Aim of the exercise → Return only those lines of the listing in which "DataBits" appears.

Data for this task →

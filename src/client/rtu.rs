// SPDX-FileCopyrightText: Copyright (c) 2024-2026 modbus-bridge contributors
// SPDX-License-Identifier: MIT OR Apache-2.0

//! RTU client transport
//!
//! The serial bus is half-duplex and strictly request/response: every
//! call takes the send mutex, writes its frame and synchronously awaits
//! the answer before the next call may begin. Reconnecting follows the
//! same backoff schedule as the TCP transport. On Linux the RS-485
//! driver-enable handling of the kernel can be switched on per port.

use std::{
    sync::{
        atomic::{AtomicBool, Ordering},
        Arc,
    },
    time::Duration,
};

use async_trait::async_trait;
use futures_util::{sink::SinkExt as _, stream::StreamExt as _};
use tokio::{
    sync::{broadcast, Mutex},
    time::{sleep, timeout, timeout_at},
};
use tokio_serial::SerialStream;
use tokio_util::{codec::Framed, sync::CancellationToken};

pub use tokio_serial::{DataBits, FlowControl, Parity, StopBits};

use crate::{
    client::{
        response_from_pdu, rs485, validate_request, Client, ClientEvent, Context,
        ReconnectSchedule,
    },
    codec,
    frame::{
        rtu::{Header, RequestAdu, ResponseAdu},
        Request, Response,
    },
    slave::Slave,
    Error, Result,
};

const EVENT_CHANNEL_CAPACITY: usize = 16;

const MIN_BAUD_RATE: u32 = 2400;
const MAX_BAUD_RATE: u32 = 115_200;

/// Configuration of an [`RtuClient`].
#[derive(Debug, Clone)]
pub struct RtuClientOptions {
    /// Path of the serial interface, e.g. `/dev/ttyUSB0` or `COM3`.
    pub port_name: String,
    /// Baud rate, 2400 through 115200.
    pub baud_rate: u32,
    /// Number of data bits (default 8).
    pub data_bits: DataBits,
    /// Parity (default none).
    pub parity: Parity,
    /// Number of stop bits (default 1).
    pub stop_bits: StopBits,
    /// Flow control handshake (default none).
    pub flow_control: FlowControl,
    /// Bound on writing one request frame (default 1 s).
    pub send_timeout: Duration,
    /// Bound on the wait for the response (default 1 s).
    pub receive_timeout: Duration,
    /// Total time budget for (re)opening the port; `None` retries forever.
    pub reconnect_window: Option<Duration>,
    /// Let the kernel toggle the RS-485 driver-enable line (Linux only,
    /// ignored elsewhere).
    pub driver_enable_rs485: bool,
}

impl RtuClientOptions {
    #[must_use]
    pub fn new(port_name: impl Into<String>, baud_rate: u32) -> Self {
        Self {
            port_name: port_name.into(),
            baud_rate,
            data_bits: DataBits::Eight,
            parity: Parity::None,
            stop_bits: StopBits::One,
            flow_control: FlowControl::None,
            send_timeout: Duration::from_secs(1),
            receive_timeout: Duration::from_secs(1),
            reconnect_window: None,
            driver_enable_rs485: false,
        }
    }
}

/// Open the serial port and wrap the transport in a [`Context`].
pub async fn connect(options: RtuClientOptions) -> Result<Context> {
    let client = RtuClient::new(options);
    Client::connect(&client).await?;
    Ok(Context::from(Box::new(client) as Box<dyn Client>))
}

/// Modbus RTU client transport.
#[derive(Debug, Clone)]
pub struct RtuClient {
    inner: Arc<Inner>,
}

impl RtuClient {
    #[must_use]
    pub fn new(options: RtuClientOptions) -> Self {
        let (events, _) = broadcast::channel(EVENT_CHANNEL_CAPACITY);
        Self {
            inner: Arc::new(Inner {
                options,
                port: Mutex::new(None),
                events,
                closed: AtomicBool::new(false),
                reconnecting: AtomicBool::new(false),
            }),
        }
    }

    /// The configuration this client was created with.
    #[must_use]
    pub fn options(&self) -> &RtuClientOptions {
        &self.inner.options
    }
}

#[async_trait]
impl Client for RtuClient {
    async fn connect(&self) -> Result<()> {
        self.inner.closed.store(false, Ordering::SeqCst);
        self.inner.connect_with_backoff().await
    }

    async fn disconnect(&self) -> Result<()> {
        self.inner.closed.store(true, Ordering::SeqCst);
        self.inner.teardown(false).await;
        Ok(())
    }

    async fn call_with_cancel(
        &self,
        slave: Slave,
        request: Request,
        cancel: CancellationToken,
    ) -> Result<Response> {
        self.inner.call(slave, request, cancel).await
    }

    fn subscribe(&self) -> broadcast::Receiver<ClientEvent> {
        self.inner.events.subscribe()
    }
}

#[derive(Debug)]
struct Port {
    framed: Framed<SerialStream, codec::rtu::ClientCodec>,
    rs485: Option<rs485::DriverState>,
}

#[derive(Debug)]
struct Inner {
    options: RtuClientOptions,
    /// Also the send mutex: holding it serializes bus transactions.
    port: Mutex<Option<Port>>,
    events: broadcast::Sender<ClientEvent>,
    closed: AtomicBool,
    reconnecting: AtomicBool,
}

impl Inner {
    fn is_closed(&self) -> bool {
        self.closed.load(Ordering::SeqCst)
    }

    async fn connect_with_backoff(self: &Arc<Self>) -> Result<()> {
        let mut schedule = ReconnectSchedule::new(
            // Opening a serial port fails fast; the growing attempt
            // timeout of the schedule does not apply here.
            Duration::ZERO,
            self.options.reconnect_window,
        );
        loop {
            match self.try_open().await {
                Ok(()) => return Ok(()),
                // Retrying cannot fix a bad configuration.
                Err(err @ Error::InvalidArgument(_)) => return Err(err),
                Err(err) => {
                    if self.is_closed() {
                        return Err(Error::Disconnected);
                    }
                    if schedule.expired() {
                        log::warn!("Giving up opening {}: {err}", self.options.port_name);
                        return Err(err);
                    }
                    log::debug!("Opening {} failed: {err}", self.options.port_name);
                    sleep(ReconnectSchedule::RETRY_DELAY).await;
                }
            }
        }
    }

    async fn try_open(self: &Arc<Self>) -> Result<()> {
        let mut port = self.port.lock().await;
        if port.is_some() {
            return Ok(());
        }

        let serial = open_serial(&self.options)?;
        let rs485 = if self.options.driver_enable_rs485 {
            Some(rs485::enable_driver(&serial).map_err(Error::Transport)?)
        } else {
            None
        };
        *port = Some(Port {
            framed: Framed::new(serial, codec::rtu::ClientCodec::default()),
            rs485,
        });
        drop(port);
        log::debug!("Opened serial port {}", self.options.port_name);
        let _ = self.events.send(ClientEvent::Connected);
        Ok(())
    }

    /// Close the port, restore the RS-485 state and optionally kick off a
    /// background reconnect.
    async fn teardown(self: &Arc<Self>, reconnect: bool) {
        let Some(port) = self.port.lock().await.take() else {
            return;
        };
        if let Some(state) = port.rs485 {
            let serial = port.framed.into_inner();
            if let Err(err) = rs485::disable_driver(&serial, state) {
                log::debug!("Failed to restore the RS-485 configuration: {err}");
            }
        }
        let _ = self.events.send(ClientEvent::Disconnected);

        if reconnect && !self.is_closed() && !self.reconnecting.swap(true, Ordering::SeqCst) {
            let inner = Arc::clone(self);
            tokio::spawn(async move {
                let result = inner.connect_with_backoff().await;
                inner.reconnecting.store(false, Ordering::SeqCst);
                if let Err(err) = result {
                    log::warn!("Reconnect failed: {err}");
                }
            });
        }
    }

    async fn call(
        self: &Arc<Self>,
        slave: Slave,
        request: Request,
        cancel: CancellationToken,
    ) -> Result<Response> {
        if !slave.is_single_device() {
            return Err(Error::InvalidArgument(format!(
                "serial bus device id must be 1..=247, got {slave}"
            )));
        }
        validate_request(&request)?;
        if cancel.is_cancelled() {
            return Err(Error::Cancelled);
        }

        let mut guard = self.port.lock().await;
        let Some(port) = guard.as_mut() else {
            return Err(Error::Disconnected);
        };

        let result = exchange(port, &self.options, slave, request, &cancel).await;
        drop(guard);

        match result {
            Ok(response) => Ok(response),
            Err(CallError { error, drop_port }) => {
                if drop_port {
                    self.teardown(true).await;
                }
                Err(error)
            }
        }
    }
}

struct CallError {
    error: Error,
    /// Whether the port is in an unusable state and must be reopened.
    drop_port: bool,
}

fn fatal(error: Error) -> CallError {
    CallError {
        error,
        drop_port: true,
    }
}

fn recoverable(error: Error) -> CallError {
    CallError {
        error,
        drop_port: false,
    }
}

/// One bus transaction: write the request, then synchronously read frames
/// until the response of the addressed device arrives or the receive
/// timeout strikes.
async fn exchange(
    port: &mut Port,
    options: &RtuClientOptions,
    slave: Slave,
    request: Request,
    cancel: &CancellationToken,
) -> std::result::Result<Response, CallError> {
    let function = request.function_code();
    let slave_id = slave.into();

    // Discard stale bytes of an earlier timed-out or cancelled call
    // before starting a new transaction.
    port.framed.read_buffer_mut().clear();

    let adu = RequestAdu {
        hdr: Header { slave_id },
        pdu: request.into(),
    };
    // The outcome is bound first so the racing futures and their borrow
    // of the port are gone before the buffers are touched.
    let sent = tokio::select! {
        () = cancel.cancelled() => None,
        result = timeout(options.send_timeout, port.framed.send(adu)) => Some(result),
    };
    match sent {
        None => {
            // Drop whatever of the frame has not been flushed yet; bytes
            // already on the bus are resolved by the peers' CRC checks.
            port.framed.write_buffer_mut().clear();
            return Err(recoverable(Error::Cancelled));
        }
        Some(Err(_)) => return Err(fatal(Error::Timeout)),
        Some(Ok(Err(err))) => return Err(fatal(Error::Transport(err))),
        Some(Ok(Ok(()))) => {}
    }

    let deadline = tokio::time::Instant::now() + options.receive_timeout;
    loop {
        let received = tokio::select! {
            () = cancel.cancelled() => None,
            result = timeout_at(deadline, port.framed.next()) => Some(result),
        };
        let item = match received {
            None => {
                port.framed.read_buffer_mut().clear();
                return Err(recoverable(Error::Cancelled));
            }
            Some(Err(_)) => {
                port.framed.read_buffer_mut().clear();
                return Err(recoverable(Error::Timeout));
            }
            Some(Ok(item)) => item,
        };

        match item {
            None => return Err(fatal(Error::Disconnected)),
            Some(Err(err)) => {
                port.framed.read_buffer_mut().clear();
                return Err(recoverable(Error::from_decode(err)));
            }
            Some(Ok(ResponseAdu { hdr, pdu })) => {
                if hdr.slave_id != slave_id {
                    log::warn!(
                        "Discarding response of device {} while waiting for {}",
                        hdr.slave_id,
                        slave_id
                    );
                    continue;
                }
                return response_from_pdu(function, pdu).map_err(recoverable);
            }
        }
    }
}

fn open_serial(options: &RtuClientOptions) -> Result<SerialStream> {
    if !(MIN_BAUD_RATE..=MAX_BAUD_RATE).contains(&options.baud_rate) {
        return Err(Error::InvalidArgument(format!(
            "baud rate must be in {MIN_BAUD_RATE}..={MAX_BAUD_RATE}, got {}",
            options.baud_rate
        )));
    }
    let builder = tokio_serial::new(&options.port_name, options.baud_rate)
        .data_bits(options.data_bits)
        .parity(options.parity)
        .stop_bits(options.stop_bits)
        .flow_control(options.flow_control);
    SerialStream::open(&builder).map_err(|err| Error::Transport(err.into()))
}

Task output →
pub use tokio_serial::{DataBits, FlowControl, Parity, StopBits};
    pub data_bits: DataBits,
            data_bits: DataBits::Eight,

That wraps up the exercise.